-- Input data follows --

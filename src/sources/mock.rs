//! Mock source for testing purposes.

use async_trait::async_trait;
use std::collections::HashMap;
use std::sync::atomic::{AtomicUsize, Ordering};
use std::sync::{Mutex, PoisonError};
use std::time::Duration;

use crate::input::normalize_doi;
use crate::models::{NormalizedRecord, SearchRequest};
use crate::sources::{LookupSource, SourceError};

/// Failure a mock lookup should produce
#[derive(Debug, Clone, Copy, PartialEq, Eq)]
pub enum MockFailure {
    /// Connection-level failure
    Network,
    /// HTTP status failure from the service
    Status(u16),
    /// Undecodable response body
    Malformed,
}

impl MockFailure {
    fn to_error(self) -> SourceError {
        match self {
            MockFailure::Network => SourceError::Network("connection refused".to_string()),
            MockFailure::Status(429) => SourceError::RateLimit(None),
            MockFailure::Status(status) if status >= 500 => SourceError::Server(status),
            MockFailure::Status(status) => SourceError::Api {
                status,
                message: "mock failure".to_string(),
            },
            MockFailure::Malformed => SourceError::Parse("mock body".to_string()),
        }
    }
}

/// A mock source that returns predefined records.
///
/// DOIs are matched after normalization; searches return, in insertion
/// order, every record whose needle occurs in the lowercased search terms.
#[derive(Debug, Default)]
pub struct MockSource {
    dois: Mutex<HashMap<String, NormalizedRecord>>,
    searches: Mutex<Vec<(String, NormalizedRecord)>>,
    failures: Mutex<Vec<(String, MockFailure)>>,
    delay: Mutex<Option<Duration>>,
    doi_calls: AtomicUsize,
    search_calls: AtomicUsize,
}

impl MockSource {
    /// Create a new mock source.
    pub fn new() -> Self {
        Self::default()
    }

    /// Serve `record` for lookups of its DOI
    pub fn add_doi(&self, record: NormalizedRecord) {
        if let Some(doi) = record.doi.as_deref() {
            let key = normalize_doi(doi);
            lock(&self.dois).insert(key, record);
        }
    }

    /// Return `record` from searches whose terms contain `needle`
    pub fn add_search(&self, needle: &str, record: NormalizedRecord) {
        lock(&self.searches).push((needle.to_lowercase(), record));
    }

    /// Fail any lookup whose DOI or search terms contain `needle`
    pub fn fail_on(&self, needle: &str, failure: MockFailure) {
        lock(&self.failures).push((needle.to_lowercase(), failure));
    }

    /// Delay every lookup by `delay`
    pub fn set_delay(&self, delay: Duration) {
        *lock(&self.delay) = Some(delay);
    }

    /// Number of DOI lookups served
    pub fn doi_calls(&self) -> usize {
        self.doi_calls.load(Ordering::SeqCst)
    }

    /// Number of searches served
    pub fn search_calls(&self) -> usize {
        self.search_calls.load(Ordering::SeqCst)
    }

    async fn simulate(&self, haystack: &str) -> Result<(), SourceError> {
        let delay = *lock(&self.delay);
        if let Some(delay) = delay {
            tokio::time::sleep(delay).await;
        }

        let failure = lock(&self.failures)
            .iter()
            .find(|(needle, _)| haystack.contains(needle.as_str()))
            .map(|(_, failure)| *failure);
        match failure {
            Some(failure) => Err(failure.to_error()),
            None => Ok(()),
        }
    }
}

fn lock<T>(mutex: &Mutex<T>) -> std::sync::MutexGuard<'_, T> {
    mutex.lock().unwrap_or_else(PoisonError::into_inner)
}

fn search_haystack(request: &SearchRequest) -> String {
    [
        &request.title,
        &request.author,
        &request.container,
        &request.bibliographic,
    ]
    .iter()
    .filter_map(|term| term.as_deref())
    .collect::<Vec<_>>()
    .join(" ")
    .to_lowercase()
}

#[async_trait]
impl LookupSource for MockSource {
    fn id(&self) -> &str {
        "mock"
    }

    fn name(&self) -> &str {
        "Mock Source"
    }

    async fn get_by_doi(&self, doi: &str) -> Result<NormalizedRecord, SourceError> {
        self.doi_calls.fetch_add(1, Ordering::SeqCst);
        let key = normalize_doi(doi);
        self.simulate(&key).await?;

        let found = lock(&self.dois).get(&key).cloned();
        found.ok_or_else(|| SourceError::NotFound(doi.to_string()))
    }

    async fn search(&self, request: &SearchRequest) -> Result<Vec<NormalizedRecord>, SourceError> {
        self.search_calls.fetch_add(1, Ordering::SeqCst);
        let haystack = search_haystack(request);
        self.simulate(&haystack).await?;

        let results = lock(&self.searches)
            .iter()
            .filter(|(needle, _)| haystack.contains(needle.as_str()))
            .map(|(_, record)| record.clone())
            .take(request.rows.max(1))
            .collect();
        Ok(results)
    }
}

#[cfg(test)]
mod tests {
    use super::*;
    use crate::models::{Query, RecordBuilder};

    #[tokio::test]
    async fn test_mock_failure_kinds() {
        let source = MockSource::new();
        source.fail_on("10.9999/down", MockFailure::Status(503));
        source.fail_on("10.9999/busy", MockFailure::Status(429));

        assert!(matches!(
            source.get_by_doi("10.9999/down").await,
            Err(SourceError::Server(503))
        ));
        assert!(matches!(
            source.get_by_doi("10.9999/busy").await,
            Err(SourceError::RateLimit(None))
        ));
        assert_eq!(source.doi_calls(), 2);
    }

    #[tokio::test]
    async fn test_mock_search_respects_rows() {
        let source = MockSource::new();
        for doi in ["10.1/a", "10.1/b", "10.1/c"] {
            source.add_search("graph", RecordBuilder::new().title("Graph").doi(doi).build());
        }

        let query = Query::TitleYear {
            title: "Graph networks".to_string(),
            year: None,
        };
        let request = SearchRequest::from_query(&query, 2).unwrap();
        assert_eq!(source.search(&request).await.unwrap().len(), 2);
        assert_eq!(source.search_calls(), 1);
    }
}
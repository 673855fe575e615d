//! Configuration for the huffcode application.
//!
//! Parses command-line arguments and resolves them into a [`Config`]:
//! defaults are filled in, the sample seed is fixed (time-based unless given),
//! and conflicting options are rejected.
//!
//! # Philosophy
//!
//! `huffcode compress` works with ZERO further arguments: it compresses a
//! generated sample. The seed is printed with `--print-config` so runs are
//! reproducible.

use std::path::PathBuf;

use clap::{Parser, Subcommand};

/// Default size of generated sample input
pub const DEFAULT_SAMPLE_BYTES: usize = 64 * 1024;

#[derive(Debug, Parser)]
#[command(name = "huffcode")]
#[command(about = "Huffman prefix-code compressor", version)]
pub struct Args {
    /// Log filter (overridden by RUST_LOG)
    #[arg(long, global = true, default_value = "warn")]
    pub log: String,

    /// Don't print the compression summary
    #[arg(long, global = true)]
    pub no_stats: bool,

    /// Print the resolved configuration
    #[arg(long, global = true)]
    pub print_config: bool,

    #[command(subcommand)]
    pub command: Command,
}

#[derive(Debug, Subcommand)]
pub enum Command {
    /// Compress a file (or a generated sample) into a container file
    Compress {
        /// Input file (default: generate sample)
        #[arg(long = "in")]
        input: Option<PathBuf>,

        /// Output file
        #[arg(long = "out", default_value = "./out.huf")]
        output: PathBuf,

        /// Treat input as UTF-8 text, one symbol per character
        #[arg(long)]
        chars: bool,

        /// Random seed for the generated sample
        #[arg(long)]
        seed: Option<u64>,

        /// Size of the generated sample
        #[arg(long, default_value_t = DEFAULT_SAMPLE_BYTES)]
        sample_bytes: usize,
    },

    /// Restore the original input from a container file
    Decompress {
        /// Container file
        #[arg(long = "in")]
        input: PathBuf,

        /// Output file
        #[arg(long = "out", default_value = "./out.bin")]
        output: PathBuf,
    },

    /// Show table, bits and sizes for each text (default: built-in samples)
    Demo { texts: Vec<String> },

    /// Print the code table for a file or a text
    Table {
        /// Input file
        #[arg(long = "in", conflicts_with = "text")]
        input: Option<PathBuf>,

        /// Literal text (one symbol per character)
        #[arg(long)]
        text: Option<String>,

        /// Treat the input file as UTF-8 text
        #[arg(long)]
        chars: bool,
    },
}

/// Which alphabet the input is split into.
#[derive(Debug, Clone, Copy, PartialEq, Eq)]
pub enum Alphabet {
    Bytes,
    Chars,
}

/// Where input symbols come from.
#[derive(Debug, Clone, PartialEq, Eq)]
pub enum InputSource {
    File(PathBuf),
    Text(String),
    Sample { seed: u64, size_bytes: usize },
}

/// What to do.
#[derive(Debug, Clone, PartialEq, Eq)]
pub enum Task {
    Compress {
        input: InputSource,
        output: PathBuf,
        alphabet: Alphabet,
    },
    Decompress {
        input: PathBuf,
        output: PathBuf,
    },
    Demo {
        texts: Vec<String>,
    },
    Table {
        input: InputSource,
        alphabet: Alphabet,
    },
}

/// Complete configuration for a run.
#[derive(Debug, Clone)]
pub struct Config {
    pub task: Task,

    /// Log filter used when RUST_LOG is unset
    pub log_filter: String,

    /// Whether to print the compression summary
    pub print_stats: bool,

    /// Whether to print the resolved configuration
    pub print_config: bool,
}

impl Config {
    /// Resolve parsed arguments into a configuration.
    ///
    /// If compressing a sample without `--seed`, a time-based seed is chosen.
    pub fn from_args(args: Args) -> Result<Self, String> {
        let task = match args.command {
            Command::Compress {
                input,
                output,
                chars,
                seed,
                sample_bytes,
            } => {
                let input = match input {
                    Some(path) => {
                        if seed.is_some() {
                            return Err("--seed only applies to generated samples".to_string());
                        }
                        InputSource::File(path)
                    }
                    None => {
                        if sample_bytes == 0 {
                            return Err("--sample-bytes must be at least 1".to_string());
                        }
                        InputSource::Sample {
                            seed: seed.unwrap_or_else(time_seed),
                            size_bytes: sample_bytes,
                        }
                    }
                };
                Task::Compress {
                    input,
                    output,
                    alphabet: if chars { Alphabet::Chars } else { Alphabet::Bytes },
                }
            }
            Command::Decompress { input, output } => Task::Decompress { input, output },
            Command::Demo { texts } => Task::Demo { texts },
            Command::Table { input, text, chars } => match (input, text) {
                (Some(path), None) => Task::Table {
                    input: InputSource::File(path),
                    alphabet: if chars { Alphabet::Chars } else { Alphabet::Bytes },
                },
                (None, Some(text)) => Task::Table {
                    input: InputSource::Text(text),
                    alphabet: Alphabet::Chars,
                },
                _ => return Err("table requires exactly one of --in or --text".to_string()),
            },
        };

        Ok(Config {
            task,
            log_filter: args.log,
            print_stats: !args.no_stats,
            print_config: args.print_config,
        })
    }

    /// Print the configuration in human-readable form.
    pub fn print(&self) {
        println!("=== Configuration ===");
        match &self.task {
            Task::Compress {
                input,
                output,
                alphabet,
            } => {
                println!("Task:     compress");
                print_source(input);
                println!("Output:   {}", output.display());
                println!("Alphabet: {:?}", alphabet);
            }
            Task::Decompress { input, output } => {
                println!("Task:     decompress");
                println!("Input:    {}", input.display());
                println!("Output:   {}", output.display());
            }
            Task::Demo { texts } => {
                println!("Task:     demo");
                if texts.is_empty() {
                    println!("Texts:    (built-in samples)");
                } else {
                    println!("Texts:    {}", texts.len());
                }
            }
            Task::Table { input, alphabet } => {
                println!("Task:     table");
                print_source(input);
                println!("Alphabet: {:?}", alphabet);
            }
        }
        println!("Log filter: {}", self.log_filter);
        println!("Print stats: {}", self.print_stats);
        println!();
    }
}

fn print_source(source: &InputSource) {
    match source {
        InputSource::File(path) => println!("Input:    {}", path.display()),
        InputSource::Text(text) => println!("Input:    text ({} chars)", text.chars().count()),
        InputSource::Sample { seed, size_bytes } => {
            println!("Input:    generated sample ({} bytes)", size_bytes);
            println!("Seed:     {}", seed);
        }
    }
}

fn time_seed() -> u64 {
    use std::time::{SystemTime, UNIX_EPOCH};
    SystemTime::now()
        .duration_since(UNIX_EPOCH)
        .map(|d| d.as_millis() as u64)
        .unwrap_or(0)
}

#[cfg(test)]
mod tests {
    use super::*;

    fn parse(argv: &[&str]) -> Result<Config, String> {
        let args = Args::try_parse_from(argv).map_err(|e| e.to_string())?;
        Config::from_args(args)
    }

    #[test]
    fn test_compress_defaults_to_sample() {
        let config = parse(&["huffcode", "compress", "--seed", "42"]).unwrap();
        assert_eq!(
            config.task,
            Task::Compress {
                input: InputSource::Sample {
                    seed: 42,
                    size_bytes: DEFAULT_SAMPLE_BYTES
                },
                output: PathBuf::from("./out.huf"),
                alphabet: Alphabet::Bytes,
            }
        );
        assert!(config.print_stats);
        assert_eq!(config.log_filter, "warn");
    }

    #[test]
    fn test_compress_file_chars() {
        let config = parse(&[
            "huffcode", "compress", "--in", "a.txt", "--out", "a.huf", "--chars", "--no-stats",
        ])
        .unwrap();
        assert_eq!(
            config.task,
            Task::Compress {
                input: InputSource::File(PathBuf::from("a.txt")),
                output: PathBuf::from("a.huf"),
                alphabet: Alphabet::Chars,
            }
        );
        assert!(!config.print_stats);
    }

    #[test]
    fn test_seed_with_file_rejected() {
        assert!(parse(&["huffcode", "compress", "--in", "a", "--seed", "1"]).is_err());
    }

    #[test]
    fn test_table_needs_one_source() {
        assert!(parse(&["huffcode", "table"]).is_err());
        assert!(parse(&["huffcode", "table", "--in", "a", "--text", "b"]).is_err());

        let config = parse(&["huffcode", "table", "--text", "abracadabra"]).unwrap();
        assert_eq!(
            config.task,
            Task::Table {
                input: InputSource::Text("abracadabra".to_string()),
                alphabet: Alphabet::Chars,
            }
        );
    }

    #[test]
    fn test_demo_texts_and_global_flags() {
        let config = parse(&["huffcode", "demo", "one", "two", "--log", "debug"]).unwrap();
        assert_eq!(
            config.task,
            Task::Demo {
                texts: vec!["one".to_string(), "two".to_string()]
            }
        );
        assert_eq!(config.log_filter, "debug");
    }

    #[test]
    fn test_decompress_requires_input() {
        assert!(parse(&["huffcode", "decompress"]).is_err());
    }
}
//! Symbol alphabets the codec can compress.
//!
//! The codec is generic over its alphabet. A symbol only needs equality,
//! hashing (for O(1) code lookup) and a total order (for deterministic
//! tie-breaking while the tree is built). Each alphabet also has a fixed-width
//! byte form so code tables can be serialized next to the payload.
//!
//! | Kind   | Rust type | Tag | Width | Encoding                 |
//! |--------|-----------|-----|-------|--------------------------|
//! | `Byte` | `u8`      | 0   | 1     | the byte itself          |
//! | `Char` | `char`    | 1   | 4     | Unicode scalar, u32 LE   |

use std::fmt;
use std::hash::Hash;

use crate::error::{FramingError, Result};

/// Alphabet tag recorded in serialized tables and containers.
#[derive(Debug, Clone, Copy, PartialEq, Eq)]
pub enum SymbolKind {
    Byte,
    Char,
}

impl SymbolKind {
    /// Wire tag for this kind.
    pub fn tag(self) -> u8 {
        match self {
            SymbolKind::Byte => 0,
            SymbolKind::Char => 1,
        }
    }

    /// Parse a wire tag.
    pub fn from_tag(tag: u8) -> Result<Self> {
        match tag {
            0 => Ok(SymbolKind::Byte),
            1 => Ok(SymbolKind::Char),
            other => Err(FramingError::UnknownSymbolKind(other).into()),
        }
    }

    /// Number of bytes one serialized symbol occupies.
    pub fn width(self) -> usize {
        match self {
            SymbolKind::Byte => 1,
            SymbolKind::Char => 4,
        }
    }

    pub fn name(self) -> &'static str {
        match self {
            SymbolKind::Byte => "bytes",
            SymbolKind::Char => "chars",
        }
    }
}

impl fmt::Display for SymbolKind {
    fn fmt(&self, f: &mut fmt::Formatter<'_>) -> fmt::Result {
        f.write_str(self.name())
    }
}

/// An atomic unit of the input alphabet.
pub trait Symbol: Copy + Eq + Hash + Ord + fmt::Debug {
    /// Which alphabet this type belongs to.
    const KIND: SymbolKind;

    /// Append the fixed-width byte form of this symbol.
    fn write_bytes(&self, out: &mut Vec<u8>);

    /// Parse a symbol from exactly `KIND.width()` bytes.
    ///
    /// Returns `None` if the bytes don't name a valid symbol.
    fn read_bytes(bytes: &[u8]) -> Option<Self>;

    /// Printable label used in code table listings.
    fn label(&self) -> String;
}

impl Symbol for u8 {
    const KIND: SymbolKind = SymbolKind::Byte;

    fn write_bytes(&self, out: &mut Vec<u8>) {
        out.push(*self);
    }

    fn read_bytes(bytes: &[u8]) -> Option<Self> {
        match bytes {
            [b] => Some(*b),
            _ => None,
        }
    }

    fn label(&self) -> String {
        if self.is_ascii_graphic() {
            format!("{:#04x} '{}'", self, *self as char)
        } else {
            format!("{:#04x}", self)
        }
    }
}

impl Symbol for char {
    const KIND: SymbolKind = SymbolKind::Char;

    fn write_bytes(&self, out: &mut Vec<u8>) {
        out.extend_from_slice(&u32::from(*self).to_le_bytes());
    }

    fn read_bytes(bytes: &[u8]) -> Option<Self> {
        let raw: [u8; 4] = bytes.try_into().ok()?;
        char::from_u32(u32::from_le_bytes(raw))
    }

    fn label(&self) -> String {
        format!("{:?}", self)
    }
}

#[cfg(test)]
mod tests {
    use super::*;

    #[test]
    fn test_kind_tags() {
        for kind in [SymbolKind::Byte, SymbolKind::Char] {
            assert_eq!(SymbolKind::from_tag(kind.tag()).unwrap(), kind);
        }
        assert!(SymbolKind::from_tag(7).is_err());
    }

    #[test]
    fn test_char_bytes() {
        let mut out = Vec::new();
        'é'.write_bytes(&mut out);
        assert_eq!(out.len(), SymbolKind::Char.width());
        assert_eq!(char::read_bytes(&out), Some('é'));
    }

    #[test]
    fn test_invalid_char_scalar() {
        // Surrogate range is not a valid char
        let bytes = 0xD800u32.to_le_bytes();
        assert_eq!(char::read_bytes(&bytes), None);
    }

    #[test]
    fn test_byte_wrong_width() {
        assert_eq!(u8::read_bytes(&[1, 2]), None);
        assert_eq!(u8::read_bytes(&[0x41]), Some(0x41));
    }

    #[test]
    fn test_labels() {
        assert_eq!(b'a'.label(), "0x61 'a'");
        assert_eq!(b'\n'.label(), "0x0a");
        assert_eq!(' '.label(), "' '");
    }
}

-- Input data concluded --

What needs to be done →
Filter the records down to the lines containing the word "Server", and copy those.

Answer box →
            MockFailure::Status(status) if status >= 500 => SourceError::Server(status),
            Err(SourceError::Server(503))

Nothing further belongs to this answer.